Let me know when you are ready to copy your new WinXP partition.

Title: Re: Ghosting Triple Win Boot Configurations
Post by bill on Apr 3rd, 2010 at 2:29am
Ready, anytime you are. 

Title: Re: Ghosting Triple Win Boot Configurations
Post by Brian on Apr 3rd, 2010 at 2:43am
How many MB are in your first WinXP? From Partition Work.

Your second WinXP should be 15000 MB.

Title: Re: Ghosting Triple Win Boot Configurations
Post by bill on Apr 3rd, 2010 at 3:06am

Brian wrote on Apr 3rd, 2010 at 2:43am:
Your second WinXP should be 15000 MB. 

Correct.

And I re-thought where I want to take it from, 16G is way more than I need for the SP2 image (currently it's only 4.5G or so)... so I could actually take 10G from that drive (the one we just created) and move it back to the orignal drive.
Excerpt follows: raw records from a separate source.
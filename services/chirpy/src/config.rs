//! Service configuration loaded from the environment

use std::path::PathBuf;

use anyhow::Result;
use common::database::DatabaseConfig;

/// Deployment mode taken from `PLATFORM`
#[derive(Debug, Clone, PartialEq, Eq)]
pub enum Platform {
    /// Local development; unlocks the destructive reset endpoint
    Dev,
    /// Anything else, kept verbatim for logging
    Other(String),
}

impl Platform {
    pub fn parse(value: &str) -> Self {
        match value {
            "dev" => Platform::Dev,
            other => Platform::Other(other.to_string()),
        }
    }

    pub fn is_dev(&self) -> bool {
        matches!(self, Platform::Dev)
    }
}

/// Chirpy configuration
#[derive(Debug, Clone)]
pub struct ApiConfig {
    /// Deployment mode
    pub platform: Platform,
    /// HMAC secret for session tokens
    pub jwt_secret: String,
    /// Shared key expected from the Polka webhook
    pub polka_key: String,
    /// Directory served under `/app`
    pub fileserver_root: PathBuf,
    /// TCP port to listen on
    pub port: u16,
}

impl ApiConfig {
    /// Create a new ApiConfig from environment variables
    ///
    /// # Environment Variables
    /// - `SECRET`: HMAC key for session tokens (required)
    /// - `POLKA_KEY`: Polka webhook API key (required)
    /// - `PLATFORM`: deployment mode, `dev` enables `/admin/reset` (default: empty)
    /// - `FILESERVER_ROOT`: directory served under `/app` (default: `.`)
    /// - `PORT`: listen port (default: 8080)
    pub fn from_env() -> Result<Self> {
        let jwt_secret = required_var("SECRET")?;
        let polka_key = required_var("POLKA_KEY")?;

        let platform = Platform::parse(&std::env::var("PLATFORM").unwrap_or_default());

        let fileserver_root = std::env::var("FILESERVER_ROOT")
            .map(PathBuf::from)
            .unwrap_or_else(|_| PathBuf::from("."));

        let port = std::env::var("PORT")
            .unwrap_or_else(|_| "8080".to_string())
            .parse()
            .unwrap_or(8080);

        Ok(ApiConfig {
            platform,
            jwt_secret,
            polka_key,
            fileserver_root,
            port,
        })
    }
}

/// Full configuration for the service process
#[derive(Debug, Clone)]
pub struct Settings {
    pub database: DatabaseConfig,
    pub api: ApiConfig,
}

impl Settings {
    pub fn from_env() -> Result<Self> {
        Ok(Settings {
            database: DatabaseConfig::from_env()?,
            api: ApiConfig::from_env()?,
        })
    }
}

fn required_var(name: &str) -> Result<String> {
    std::env::var(name)
        .ok()
        .filter(|value| !value.is_empty())
        .ok_or_else(|| anyhow::anyhow!("{} environment variable not set", name))
}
That way I still have plenty of room for backups, etc. on my storage drive.

Title: Re: Ghosting Triple Win Boot Configurations
Post by Brian on Apr 3rd, 2010 at 3:21am
I still need to know how many MB are in the first partition.
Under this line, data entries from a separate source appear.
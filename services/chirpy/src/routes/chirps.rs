//! Chirp endpoints

use axum::{
    Extension,
    extract::{Path, Query, State},
    http::StatusCode,
    response::{IntoResponse, Response},
};
use serde::Deserialize;
use tracing::{error, info};
use uuid::Uuid;

use crate::{
    AppState,
    error::{ApiError, ApiResult},
    extract::JsonBody,
    middleware::AuthUser,
    models::{Chirp, CreateChirpRequest},
    moderation::clean_bad_words,
    repositories::RepositoryError,
    response::respond_with_json,
};

/// Longest chirp accepted, in UTF-8 bytes
pub const MAX_CHIRP_LENGTH: usize = 140;

/// Query parameters for chirp listing
#[derive(Debug, Default, Deserialize)]
pub struct ChirpsQuery {
    /// Only return chirps by this author
    pub author_id: Option<String>,
    /// `desc` for newest first; anything else is oldest first
    pub sort: Option<String>,
}

#[derive(Debug, Clone, Copy, PartialEq, Eq)]
pub enum SortOrder {
    Asc,
    Desc,
}

impl SortOrder {
    fn parse(value: Option<&str>) -> Self {
        match value {
            Some("desc") => SortOrder::Desc,
            _ => SortOrder::Asc,
        }
    }
}

/// Keep the chirps written by `author_id` (all when `None`) ordered by creation time
pub fn filter_and_sort(
    mut chirps: Vec<Chirp>,
    author_id: Option<Uuid>,
    order: SortOrder,
) -> Vec<Chirp> {
    if let Some(author_id) = author_id {
        chirps.retain(|c| c.user_id == author_id);
    }

    match order {
        SortOrder::Asc => chirps.sort_by(|a, b| a.created_at.cmp(&b.created_at)),
        SortOrder::Desc => chirps.sort_by(|a, b| b.created_at.cmp(&a.created_at)),
    }

    chirps
}

fn parse_chirp_id(raw: &str) -> ApiResult<Uuid> {
    Uuid::parse_str(raw).map_err(|_| ApiError::BadRequest("Invalid chirp ID".to_string()))
}

/// Publish a chirp as the authenticated user
pub async fn create_chirp(
    State(state): State<AppState>,
    Extension(auth_user): Extension<AuthUser>,
    JsonBody(payload): JsonBody<CreateChirpRequest>,
) -> ApiResult<Response> {
    if payload.body.is_empty() || auth_user.id.is_nil() {
        return Err(ApiError::BadRequest(
            "Chirp body and author are required".to_string(),
        ));
    }

    if payload.body.len() > MAX_CHIRP_LENGTH {
        return Err(ApiError::BadRequest("Chirp is too long".to_string()));
    }

    let body = clean_bad_words(&payload.body);

    let chirp = state
        .repository
        .create_chirp(&body, auth_user.id)
        .await
        .map_err(|e| {
            error!("Failed to create chirp: {}", e);
            ApiError::Internal("Something went wrong when creating the chirp".to_string())
        })?;

    info!("User {} created chirp {}", auth_user.id, chirp.id);
    Ok(respond_with_json(StatusCode::CREATED, &chirp))
}

/// List chirps, optionally filtered by author and sorted
pub async fn get_chirps(
    State(state): State<AppState>,
    Query(query): Query<ChirpsQuery>,
) -> ApiResult<Response> {
    let author_id = match query.author_id.as_deref() {
        None | Some("") => None,
        Some(raw) => Some(
            Uuid::parse_str(raw)
                .map_err(|_| ApiError::BadRequest("Invalid author ID".to_string()))?,
        ),
    };
    let order = SortOrder::parse(query.sort.as_deref());

    let chirps = state.repository.get_chirps().await.map_err(|e| {
        error!("Failed to get chirps: {}", e);
        ApiError::Internal("Couldn't retrieve chirps".to_string())
    })?;

    Ok(respond_with_json(
        StatusCode::OK,
        &filter_and_sort(chirps, author_id, order),
    ))
}

/// Fetch a single chirp
pub async fn get_chirp(
    State(state): State<AppState>,
    Path(chirp_id): Path<String>,
) -> ApiResult<Response> {
    let chirp_id = parse_chirp_id(&chirp_id)?;

    let chirp = state
        .repository
        .get_chirp_by_id(chirp_id)
        .await
        .map_err(|e| match e {
            RepositoryError::NotFound => ApiError::NotFound("Chirp not found".to_string()),
            other => other.into(),
        })?;

    Ok(respond_with_json(StatusCode::OK, &chirp))
}

/// Delete one of the caller's own chirps
pub async fn delete_chirp(
    State(state): State<AppState>,
    Extension(auth_user): Extension<AuthUser>,
    Path(chirp_id): Path<String>,
) -> ApiResult<Response> {
    let chirp_id = parse_chirp_id(&chirp_id)?;

    let chirp = state
        .repository
        .get_chirp_by_id(chirp_id)
        .await
        .map_err(|e| match e {
            RepositoryError::NotFound => ApiError::NotFound("Chirp not found".to_string()),
            other => other.into(),
        })?;

    if chirp.user_id != auth_user.id {
        return Err(ApiError::Forbidden(
            "Chirps can only be deleted by their creators".to_string(),
        ));
    }

    state
        .repository
        .delete_chirp_by_id(chirp_id)
        .await
        .map_err(|e| {
            error!("Failed to delete chirp {}: {}", chirp_id, e);
            ApiError::Internal("Error deleting the chirp".to_string())
        })?;

    info!("User {} deleted chirp {}", auth_user.id, chirp_id);
    Ok(StatusCode::NO_CONTENT.into_response())
}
Title: Re: Ghosting Triple Win Boot Configurations
Post by bill on Apr 3rd, 2010 at 3:36am
Hi Brian -

I'm not sure which partition you are calling the first (the original XP that was E: ?)

Ok, I did a resize and this is what I have:
XP partition 26004 MB  (old XP_E:)
XP partition  6997 MB   (new XP we just created)
Vista partition 22003 MB
Win7 partition 2099 MB
MBR Entry 2 (Extended) 38460

Title: Re: Ghosting Triple Win Boot Configurations
Post by Brian on Apr 3rd, 2010 at 3:39am
OK. You are a step ahead of me.

In Partition Work select your old WinXP. In the Actions column click Delete. Put a tick in Clear Boot Sector (don't Wipe), Yes.
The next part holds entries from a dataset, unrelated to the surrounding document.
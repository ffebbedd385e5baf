//! Integration tests for the PostgreSQL repository
//!
//! These run against the database named by `DB_URL` after applying the
//! embedded migrations. They need a live database, so they are ignored by
//! default:
//!
//! ```text
//! DB_URL=postgres://... cargo test -p chirpy --test postgres_repository -- --ignored
//! ```

use chrono::{Duration, Utc};
use serial_test::serial;
use uuid::Uuid;

use chirpy::repositories::{ChirpyRepository, PgRepository, RepositoryError};
use common::database::{DatabaseConfig, init_pool, run_migrations};

type TestResult = Result<(), Box<dyn std::error::Error>>;

async fn repository() -> Result<PgRepository, Box<dyn std::error::Error>> {
    let db_config = DatabaseConfig::from_env()?;
    let pool = init_pool(&db_config).await?;
    run_migrations(&pool).await?;

    Ok(PgRepository::new(pool))
}

fn unique_email() -> String {
    format!("{}@chirpy.test", Uuid::new_v4())
}

#[tokio::test]
#[serial]
#[ignore = "requires a running PostgreSQL instance"]
async fn test_duplicate_email_is_rejected() -> TestResult {
    let repo = repository().await?;
    let email = unique_email();

    let user = repo.create_user(&email, "hash").await?;
    assert_eq!(user.email, email);
    assert!(!user.is_chirpy_red);

    let err = repo.create_user(&email, "other").await.unwrap_err();
    assert!(matches!(err, RepositoryError::DuplicateEmail));

    let other = repo.create_user(&unique_email(), "hash").await?;
    let err = repo
        .update_user_email_and_password(other.id, &email, "hash2")
        .await
        .unwrap_err();
    assert!(matches!(err, RepositoryError::DuplicateEmail));

    Ok(())
}

#[tokio::test]
#[serial]
#[ignore = "requires a running PostgreSQL instance"]
async fn test_update_and_lookup() -> TestResult {
    let repo = repository().await?;
    let old_email = unique_email();
    let new_email = unique_email();
    let user = repo.create_user(&old_email, "hash").await?;

    let updated = repo
        .update_user_email_and_password(user.id, &new_email, "hash2")
        .await?;
    assert_eq!(updated.id, user.id);
    assert_eq!(updated.email, new_email);
    assert!(updated.updated_at >= user.updated_at);

    assert!(matches!(
        repo.get_user_by_email(&old_email).await,
        Err(RepositoryError::NotFound)
    ));
    assert_eq!(
        repo.get_user_by_email(&new_email).await?.hashed_password,
        "hash2"
    );

    assert!(matches!(
        repo.update_user_email_and_password(Uuid::new_v4(), &unique_email(), "hash")
            .await,
        Err(RepositoryError::NotFound)
    ));

    Ok(())
}

#[tokio::test]
#[serial]
#[ignore = "requires a running PostgreSQL instance"]
async fn test_upgrade_user() -> TestResult {
    let repo = repository().await?;
    let email = unique_email();
    let user = repo.create_user(&email, "hash").await?;

    repo.upgrade_user_to_paid(user.id).await?;
    assert!(repo.get_user_by_email(&email).await?.is_chirpy_red);

    assert!(matches!(
        repo.upgrade_user_to_paid(Uuid::new_v4()).await,
        Err(RepositoryError::NotFound)
    ));

    Ok(())
}

#[tokio::test]
#[serial]
#[ignore = "requires a running PostgreSQL instance"]
async fn test_refresh_token_lifecycle() -> TestResult {
    let repo = repository().await?;
    let user = repo.create_user(&unique_email(), "hash").await?;
    let live = Uuid::new_v4().simple().to_string();
    let stale = Uuid::new_v4().simple().to_string();

    let token = repo
        .create_refresh_token(&live, user.id, Utc::now() + Duration::days(60))
        .await?;
    assert_eq!(token.user_id, user.id);
    assert!(token.revoked_at.is_none());
    repo.create_refresh_token(&stale, user.id, Utc::now() - Duration::seconds(1))
        .await?;

    assert_eq!(repo.get_user_from_refresh_token(&live).await?.id, user.id);
    assert!(matches!(
        repo.get_user_from_refresh_token(&stale).await,
        Err(RepositoryError::ExpiredToken)
    ));
    assert!(matches!(
        repo.get_user_from_refresh_token("never-issued").await,
        Err(RepositoryError::UnknownToken)
    ));

    repo.revoke_token(&live).await?;
    assert!(matches!(
        repo.get_user_from_refresh_token(&live).await,
        Err(RepositoryError::RevokedToken)
    ));
    assert!(matches!(
        repo.revoke_token("never-issued").await,
        Err(RepositoryError::UnknownToken)
    ));

    Ok(())
}

#[tokio::test]
#[serial]
#[ignore = "requires a running PostgreSQL instance"]
async fn test_chirp_crud() -> TestResult {
    let repo = repository().await?;
    let user = repo.create_user(&unique_email(), "hash").await?;

    assert!(repo.create_chirp("orphan", Uuid::new_v4()).await.is_err());

    let first = repo.create_chirp("one", user.id).await?;
    let second = repo.create_chirp("two", user.id).await?;
    assert_eq!(first.user_id, user.id);

    let mine: Vec<_> = repo
        .get_chirps()
        .await?
        .into_iter()
        .filter(|c| c.user_id == user.id)
        .collect();
    assert_eq!(mine.len(), 2);
    assert!(mine[0].created_at <= mine[1].created_at);

    let fetched = repo.get_chirp_by_id(second.id).await?;
    assert_eq!(fetched.body, "two");

    repo.delete_chirp_by_id(first.id).await?;
    assert!(matches!(
        repo.get_chirp_by_id(first.id).await,
        Err(RepositoryError::NotFound)
    ));

    Ok(())
}

#[tokio::test]
#[serial]
#[ignore = "requires a running PostgreSQL instance"]
async fn test_reset_cascades() -> TestResult {
    let repo = repository().await?;
    let email = unique_email();
    let user = repo.create_user(&email, "hash").await?;
    let chirp = repo.create_chirp("hello", user.id).await?;
    let token = Uuid::new_v4().simple().to_string();
    repo.create_refresh_token(&token, user.id, Utc::now() + Duration::days(1))
        .await?;

    repo.reset_users().await?;

    assert!(repo.get_chirps().await?.is_empty());
    assert!(matches!(
        repo.get_user_by_email(&email).await,
        Err(RepositoryError::NotFound)
    ));
    assert!(matches!(
        repo.get_chirp_by_id(chirp.id).await,
        Err(RepositoryError::NotFound)
    ));
    assert!(matches!(
        repo.get_user_from_refresh_token(&token).await,
        Err(RepositoryError::UnknownToken)
    ));

    Ok(())
}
Select the remaining WinXP partition (your new WinXP), click Copy in the Actions column.

Select the 26 GB of Free Space, click Paste in the Actions column. Don't touch the Options. Click OK. Wait for it to finish. Resize it.

Select the new OS, Properties, give it a meaningful name.

Click Boot Edit, Add, set up the Boot Item as you have done before.

Title: Re: Ghosting Triple Win Boot Configurations
Post by bill on Apr 3rd, 2010 at 3:55am
Hey Brian,

So I copied it, but then I had:
8 MB Free Space    (above)
XP_2    6997 MB  (the copy I just made)
18999 MB  Free Space
XP_1    6997 MB (the original XP I copied)

I was able to resize and thet the 18G onto XP_2, but I can't seem to get the 8MB to do as well.  I tried sliding XP_2, but it wouldn't (no error message was thrown).

Title: Re: Ghosting Triple Win Boot Configurations
Post by bill on Apr 3rd, 2010 at 4:01am
Booting into it now...

And I'm liking what I see :)


Title: Re: Ghosting Triple Win Boot Configurations
Post by Brian on Apr 3rd, 2010 at 4:06am
You can remove the 8 MB of space but it isn't worth the effort. Accept it. It won't cause any problems.

Title: Re: Ghosting Triple Win Boot Configurations
Post by bill on Apr 3rd, 2010 at 4:15am
So - Earlier when I was testing Ghost images, I noticed than when I scheduled a new backup, Ghost was wanting me to do all the drives with something about related files.

How should I handle that?  I shouldn't need to image w/ related drives after the configuration we did? 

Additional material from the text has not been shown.